### Problem
Across the listing below, how many lines include the word "Debug"? The answer is that number, with nothing added.

### Records for this exercise
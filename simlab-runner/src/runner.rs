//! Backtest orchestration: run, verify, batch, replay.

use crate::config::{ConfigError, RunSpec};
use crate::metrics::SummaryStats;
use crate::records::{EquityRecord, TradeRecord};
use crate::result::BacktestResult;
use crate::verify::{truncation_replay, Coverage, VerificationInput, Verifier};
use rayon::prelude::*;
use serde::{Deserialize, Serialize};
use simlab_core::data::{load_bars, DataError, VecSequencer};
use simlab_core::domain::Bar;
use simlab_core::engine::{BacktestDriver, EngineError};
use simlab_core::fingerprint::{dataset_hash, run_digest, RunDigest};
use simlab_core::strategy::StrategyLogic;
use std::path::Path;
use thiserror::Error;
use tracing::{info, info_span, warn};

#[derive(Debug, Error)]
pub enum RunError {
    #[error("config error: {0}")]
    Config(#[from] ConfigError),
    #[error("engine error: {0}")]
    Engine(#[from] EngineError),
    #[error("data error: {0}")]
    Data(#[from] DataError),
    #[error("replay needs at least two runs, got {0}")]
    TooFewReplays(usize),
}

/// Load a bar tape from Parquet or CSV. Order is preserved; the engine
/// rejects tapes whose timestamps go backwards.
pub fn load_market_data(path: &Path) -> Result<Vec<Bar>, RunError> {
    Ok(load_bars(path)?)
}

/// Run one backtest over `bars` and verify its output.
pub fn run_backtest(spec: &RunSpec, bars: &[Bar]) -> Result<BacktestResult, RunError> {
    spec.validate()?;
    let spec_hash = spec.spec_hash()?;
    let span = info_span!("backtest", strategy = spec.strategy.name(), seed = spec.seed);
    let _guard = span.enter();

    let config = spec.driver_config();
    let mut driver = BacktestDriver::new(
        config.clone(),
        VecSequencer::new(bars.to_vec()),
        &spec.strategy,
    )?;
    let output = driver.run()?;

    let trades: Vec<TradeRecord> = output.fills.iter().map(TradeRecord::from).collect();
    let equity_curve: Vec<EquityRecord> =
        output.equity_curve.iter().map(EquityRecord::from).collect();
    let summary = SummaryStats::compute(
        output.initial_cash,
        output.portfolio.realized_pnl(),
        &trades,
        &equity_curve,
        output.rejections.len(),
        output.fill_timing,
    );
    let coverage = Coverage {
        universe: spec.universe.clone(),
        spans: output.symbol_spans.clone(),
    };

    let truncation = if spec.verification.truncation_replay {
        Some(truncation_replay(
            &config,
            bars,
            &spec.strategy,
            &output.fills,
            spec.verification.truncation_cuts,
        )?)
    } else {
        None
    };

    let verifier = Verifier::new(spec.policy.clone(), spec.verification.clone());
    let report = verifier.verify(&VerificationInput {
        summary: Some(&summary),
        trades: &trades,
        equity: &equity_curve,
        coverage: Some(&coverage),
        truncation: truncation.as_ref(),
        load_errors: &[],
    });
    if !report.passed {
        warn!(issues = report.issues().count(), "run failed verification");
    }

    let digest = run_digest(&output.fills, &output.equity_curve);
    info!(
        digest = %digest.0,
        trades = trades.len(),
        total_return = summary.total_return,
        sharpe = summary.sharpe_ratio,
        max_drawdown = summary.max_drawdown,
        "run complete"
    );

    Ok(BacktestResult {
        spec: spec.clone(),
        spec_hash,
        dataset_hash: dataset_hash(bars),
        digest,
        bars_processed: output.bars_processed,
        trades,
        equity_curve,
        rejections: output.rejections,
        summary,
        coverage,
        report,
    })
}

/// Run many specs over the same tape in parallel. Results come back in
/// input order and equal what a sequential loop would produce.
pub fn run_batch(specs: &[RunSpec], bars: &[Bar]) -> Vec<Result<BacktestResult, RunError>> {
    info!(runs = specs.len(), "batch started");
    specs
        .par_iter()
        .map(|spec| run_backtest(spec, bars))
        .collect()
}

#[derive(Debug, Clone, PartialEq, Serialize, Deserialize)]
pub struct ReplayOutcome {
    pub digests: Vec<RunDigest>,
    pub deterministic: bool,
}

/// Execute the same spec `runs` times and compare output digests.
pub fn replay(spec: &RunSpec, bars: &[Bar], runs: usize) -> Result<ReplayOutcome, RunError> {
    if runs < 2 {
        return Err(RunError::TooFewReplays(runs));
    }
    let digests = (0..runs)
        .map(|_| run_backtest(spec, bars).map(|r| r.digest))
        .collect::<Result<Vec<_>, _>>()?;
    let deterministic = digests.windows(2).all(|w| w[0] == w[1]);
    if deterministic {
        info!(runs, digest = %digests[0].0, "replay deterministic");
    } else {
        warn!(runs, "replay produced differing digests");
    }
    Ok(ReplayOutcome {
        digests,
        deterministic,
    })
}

---

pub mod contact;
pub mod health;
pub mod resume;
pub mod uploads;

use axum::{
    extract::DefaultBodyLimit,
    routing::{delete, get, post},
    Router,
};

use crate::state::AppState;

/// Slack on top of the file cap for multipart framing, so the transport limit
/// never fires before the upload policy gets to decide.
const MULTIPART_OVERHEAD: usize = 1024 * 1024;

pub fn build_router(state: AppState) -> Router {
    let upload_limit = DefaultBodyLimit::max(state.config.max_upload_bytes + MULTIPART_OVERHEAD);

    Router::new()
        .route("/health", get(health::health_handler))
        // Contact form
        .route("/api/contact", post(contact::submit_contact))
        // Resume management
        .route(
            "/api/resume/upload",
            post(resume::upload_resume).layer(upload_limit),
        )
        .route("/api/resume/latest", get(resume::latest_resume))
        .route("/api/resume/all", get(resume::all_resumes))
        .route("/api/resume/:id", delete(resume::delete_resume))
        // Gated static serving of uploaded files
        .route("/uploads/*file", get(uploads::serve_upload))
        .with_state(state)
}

### Answer to this problem
2